The low progression rates may be specific to the populations under study and may not be generalizable to other populations. The low event rates, along with a limited number of baseline clinical parameters under evaluation, also mean that the authors are unable to derive any definite conclusions about risk factors for progression from PACS to PAC, and for identifying high-risk PACS patients who may benefit most from LPI. The other important factors that have not been evaluated include impact of corneal thickness on IOP measurements, diurnal IOP fluctuation and family history of PAC glaucoma.

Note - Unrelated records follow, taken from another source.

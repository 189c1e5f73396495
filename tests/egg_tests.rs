// Host-side tests for the easter-egg engine and the effects it drives.

use chrono::{NaiveDate, NaiveDateTime};
use folio_core::agent::Gesture;
use folio_core::bus::{Signal, SignalBus};
use folio_core::effects::{egg_message, ActiveEffects, BANNER_TITLE};
use folio_core::eggs::{
    is_night, EasterEggEngine, EggConfig, EggId, EggStatus, TriggerKind, KONAMI_SEQUENCE,
};
use folio_core::zones::ZONE_IDS;
use std::time::Duration;

fn at(hour: u32, min: u32) -> NaiveDateTime {
    NaiveDate::from_ymd_opt(2024, 5, 17)
        .and_then(|d| d.and_hms_opt(hour, min, 0))
        .unwrap()
}

fn ms(v: u64) -> Duration {
    Duration::from_millis(v)
}

fn engine() -> EasterEggEngine {
    EasterEggEngine::with_default_eggs(at(12, 0))
}

fn drain(bus: &mut SignalBus) -> Vec<Signal> {
    let seen = std::rc::Rc::new(std::cell::RefCell::new(Vec::new()));
    let sink = seen.clone();
    let id = bus.subscribe(move |s| sink.borrow_mut().push(s.clone()));
    bus.flush();
    bus.unsubscribe(id);
    let out = seen.borrow().clone();
    out
}

fn type_konami(e: &mut EasterEggEngine, now: Duration, bus: &mut SignalBus) -> Option<EggId> {
    let mut last = None;
    for key in KONAMI_SEQUENCE {
        last = e.record_key(key, now, bus);
    }
    last
}

#[test]
fn konami_fires_once_then_cools_down() {
    let mut e = engine();
    let mut bus = SignalBus::new();
    assert_eq!(type_konami(&mut e, ms(0), &mut bus), Some(EggId::KonamiCode));
    assert_eq!(
        drain(&mut bus),
        vec![Signal::EasterEggTriggered {
            id: EggId::KonamiCode
        }]
    );
    assert_eq!(e.status(EggId::KonamiCode, ms(1_000)), Some(EggStatus::CoolingDown));
    assert_eq!(type_konami(&mut e, ms(1_000), &mut bus), None);
    assert_eq!(type_konami(&mut e, ms(6_000), &mut bus), Some(EggId::KonamiCode));
    assert_eq!(e.fired_count(EggId::KonamiCode), 2);
}

#[test]
fn konami_tolerates_leading_noise_but_not_gaps() {
    let mut e = engine();
    let mut bus = SignalBus::new();
    e.record_key("KeyQ", ms(0), &mut bus);
    assert_eq!(type_konami(&mut e, ms(0), &mut bus), Some(EggId::KonamiCode));

    let mut e = engine();
    for key in &KONAMI_SEQUENCE[..9] {
        e.record_key(key, ms(0), &mut bus);
    }
    e.record_key("KeyC", ms(0), &mut bus);
    assert_eq!(e.record_key("KeyA", ms(0), &mut bus), None);
}

#[test]
fn key_buffer_is_bounded() {
    let mut e = engine();
    let mut bus = SignalBus::new();
    for i in 0..30 {
        e.record_key(&format!("Digit{}", i % 10), ms(0), &mut bus);
    }
    let keys = &e.context().key_sequence;
    assert_eq!(keys.len(), 20);
    assert_eq!(keys.back().map(String::as_str), Some("Digit9"));
}

#[test]
fn every_fiftieth_click_fires() {
    let mut e = engine();
    let mut bus = SignalBus::new();
    let fired: Vec<_> = (1..=100u64)
        .filter_map(|i| e.record_click(ms(i * 100), &mut bus).map(|id| (i, id)))
        .collect();
    assert_eq!(
        fired,
        vec![(50, EggId::ClickCounter), (100, EggId::ClickCounter)]
    );
}

#[test]
fn click_cooldown_swallows_rapid_milestones() {
    let mut e = engine();
    let mut bus = SignalBus::new();
    for _ in 0..49 {
        e.record_click(ms(0), &mut bus);
    }
    assert_eq!(e.record_click(ms(0), &mut bus), Some(EggId::ClickCounter));
    for _ in 0..49 {
        e.record_click(ms(500), &mut bus);
    }
    assert_eq!(e.record_click(ms(500), &mut bus), None);
    assert_eq!(e.context().click_count, 100);
}

#[test]
fn console_egg_matches_gesture_commands() {
    let mut e = engine();
    let mut bus = SignalBus::new();
    assert_eq!(e.record_console_command("robot.stats", ms(0), &mut bus), None);
    assert_eq!(
        e.record_console_command("Robot.Dance()", ms(0), &mut bus),
        Some(EggId::ConsoleCommand)
    );
    assert_eq!(e.record_console_command("robot.wave", ms(2_000), &mut bus), None);
    assert_eq!(
        e.record_console_command("robot.wave", ms(5_000), &mut bus),
        Some(EggId::ConsoleCommand)
    );
}

#[test]
fn night_window_is_midnight_to_four() {
    assert!(is_night(at(0, 0)));
    assert!(is_night(at(3, 59)));
    assert!(!is_night(at(4, 0)));
    assert!(!is_night(at(23, 59)));
}

#[test]
fn night_egg_is_one_shot() {
    let mut e = engine();
    let mut bus = SignalBus::new();
    assert_eq!(e.refresh_clock(at(12, 0), ms(0), &mut bus), None);
    assert_eq!(e.refresh_clock(at(1, 30), ms(0), &mut bus), Some(EggId::TimeBased));
    assert_eq!(e.refresh_clock(at(1, 31), ms(60_000), &mut bus), None);
    assert_eq!(e.status(EggId::TimeBased, ms(999_999)), Some(EggStatus::Spent));
}

#[test]
fn idle_cursor_fires_after_ten_seconds() {
    let mut e = engine();
    let mut bus = SignalBus::new();
    let mut fired_at = None;
    for tick in 1..=150u64 {
        if e.idle_tick(ms(tick * 100), &mut bus).is_some() {
            fired_at = Some(tick);
            break;
        }
    }
    // strictly more than 10s of idle time
    assert_eq!(fired_at, Some(101));
    e.pointer_moved();
    assert_eq!(e.context().cursor_idle, Duration::ZERO);
}

#[test]
fn secret_zone_needs_every_zone() {
    let mut e = engine();
    let mut bus = SignalBus::new();
    let (last, rest) = ZONE_IDS.split_last().unwrap();
    for zone in rest {
        assert_eq!(e.record_zone_visit(zone, ms(0), &mut bus), None);
        e.record_zone_visit(zone, ms(0), &mut bus);
    }
    assert_eq!(e.record_zone_visit(last, ms(0), &mut bus), Some(EggId::SecretZone));
    assert_eq!(e.record_zone_visit(last, ms(0), &mut bus), None);
}

#[test]
fn evaluation_is_scoped_to_the_mutation() {
    let mut e = engine();
    let mut bus = SignalBus::new();
    for _ in 0..49 {
        e.record_click(ms(0), &mut bus);
    }
    // a key press does not look at the click counter
    e.record_key("KeyA", ms(0), &mut bus);
    assert!(e.triggered().next().is_none());
    assert_eq!(bus.pending(), 0);
}

#[test]
fn clicks_at_night_leave_the_clock_egg_armed() {
    let mut e = EasterEggEngine::with_default_eggs(at(1, 30));
    let mut bus = SignalBus::new();
    let fired: Vec<_> = (0..50)
        .filter_map(|_| e.record_click(ms(0), &mut bus))
        .collect();
    assert_eq!(fired, vec![EggId::ClickCounter]);
    assert_eq!(e.status(EggId::TimeBased, ms(0)), Some(EggStatus::Armed));
    assert_eq!(e.refresh_clock(at(1, 30), ms(0), &mut bus), Some(EggId::TimeBased));
}

#[test]
fn force_trigger_respects_gating() {
    let mut e = engine();
    let mut bus = SignalBus::new();
    assert!(!e.force_trigger("rainbow", ms(0), &mut bus));
    assert!(e.force_trigger("secret-zone", ms(0), &mut bus));
    assert!(!e.force_trigger("secret-zone", ms(10_000), &mut bus));
    assert!(e.force_trigger("konami-code", ms(0), &mut bus));
    assert!(!e.force_trigger("konami-code", ms(100), &mut bus));
    assert_eq!(bus.pending(), 2);
}

#[test]
fn custom_eggs_run_their_own_effect() {
    let mut e = EasterEggEngine::new(at(12, 0));
    e.register(
        EggConfig::new(EggId::ClickCounter, TriggerKind::Click, |ctx| {
            ctx.click_count == 3
        })
        .effect(|_, ctx, bus| bus.publish(Signal::ConsoleCommand(format!("clicks={}", ctx.click_count)))),
    );
    let mut bus = SignalBus::new();
    for _ in 0..3 {
        e.record_click(ms(0), &mut bus);
    }
    assert_eq!(drain(&mut bus), vec![Signal::ConsoleCommand("clicks=3".into())]);
}

#[test]
fn first_registered_egg_wins() {
    let mut e = EasterEggEngine::new(at(12, 0));
    e.register(EggConfig::new(EggId::KonamiCode, TriggerKind::Click, |_| true).one_shot());
    e.register(EggConfig::new(EggId::ClickCounter, TriggerKind::Click, |_| true));
    let mut bus = SignalBus::new();
    assert_eq!(e.record_click(ms(0), &mut bus), Some(EggId::KonamiCode));
    assert_eq!(e.record_click(ms(0), &mut bus), Some(EggId::ClickCounter));
}

#[test]
fn snapshot_serializes_for_the_console() {
    let mut e = engine();
    let mut bus = SignalBus::new();
    e.record_click(ms(0), &mut bus);
    e.record_zone_visit("medical", ms(0), &mut bus);
    let json = serde_json::to_value(e.snapshot(ms(0))).unwrap();
    assert_eq!(json["clickCount"], 1);
    assert_eq!(json["zonesVisited"][0], "medical");
    assert_eq!(json["statuses"].as_array().map(Vec::len), Some(6));
}

#[test]
fn effects_follow_each_egg() {
    let mut fx = ActiveEffects::new();
    let konami = fx.apply(EggId::KonamiCode, ms(0));
    assert_eq!(konami.cue, Some("achievement"));
    assert_eq!(konami.gesture, Some(Gesture::Dance));
    assert!(fx.celebrating(ms(3_999)));
    assert!(!fx.celebrating(ms(4_000)));
    assert!(fx.celebration_elapsed(ms(1_500)).is_some_and(|s| (s - 1.5).abs() < 1e-3));

    assert_eq!(fx.apply(EggId::CursorHide, ms(0)).gesture, Some(Gesture::LookAround));

    fx.apply(EggId::ClickCounter, ms(0));
    assert_eq!(fx.speed_multiplier(ms(29_999)), 2.0);
    assert_eq!(fx.speed_multiplier(ms(30_000)), 1.0);

    fx.apply(EggId::ConsoleCommand, ms(0));
    assert!(fx.developer_mode());
}

#[test]
fn night_mode_ends_with_the_window() {
    let mut fx = ActiveEffects::new();
    fx.apply(EggId::TimeBased, ms(0));
    assert!(fx.night_mode());
    fx.clock_changed(at(3, 0));
    assert!(fx.night_mode());
    fx.clock_changed(at(4, 1));
    assert!(!fx.night_mode());
}

#[test]
fn banner_shows_the_latest_egg_for_five_seconds() {
    let mut fx = ActiveEffects::new();
    fx.apply(EggId::SecretZone, ms(1_000));
    let banner = fx.banner(ms(5_999)).cloned();
    assert_eq!(banner.map(|b| b.message), Some(egg_message(EggId::SecretZone)));
    assert!(fx.banner(ms(6_000)).is_none());
    assert_eq!(BANNER_TITLE, "SECRET UNLOCKED!");
}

He el al., in a well-designed study, provide comprehensive evidence on the utility of LPI among patients with PACS for prevention of development of PAC. While the treatment is effective in preventing progression, given the low incidence of development of PAC both in untreated and treated groups and the even lower rate of sight-threatening events, the implementation of LPI in glaucoma screening programs is not recommended and needs further research. The low rates of progression of PACS may be unique to this population and ophthalmologists are advised to take this into consideration when making clinical decisions regarding LPI for patients with PACS in their settings. We also recommend that in PACS eyes which have not undergone laser, should be educated about the symptoms/signs of an acute attack of angle closure and may be advised to instill 2% pilocarpine eye drops in such a situation, if immediate access to health care services is not available.
Conflicts of Interest: The authors have no conflicts of interest to declare.
Ethical Statement: The authors are accountable for all aspects of the work in ensuring that questions related to the accuracy or integrity of any part of the work are appropriately investigated and resolved.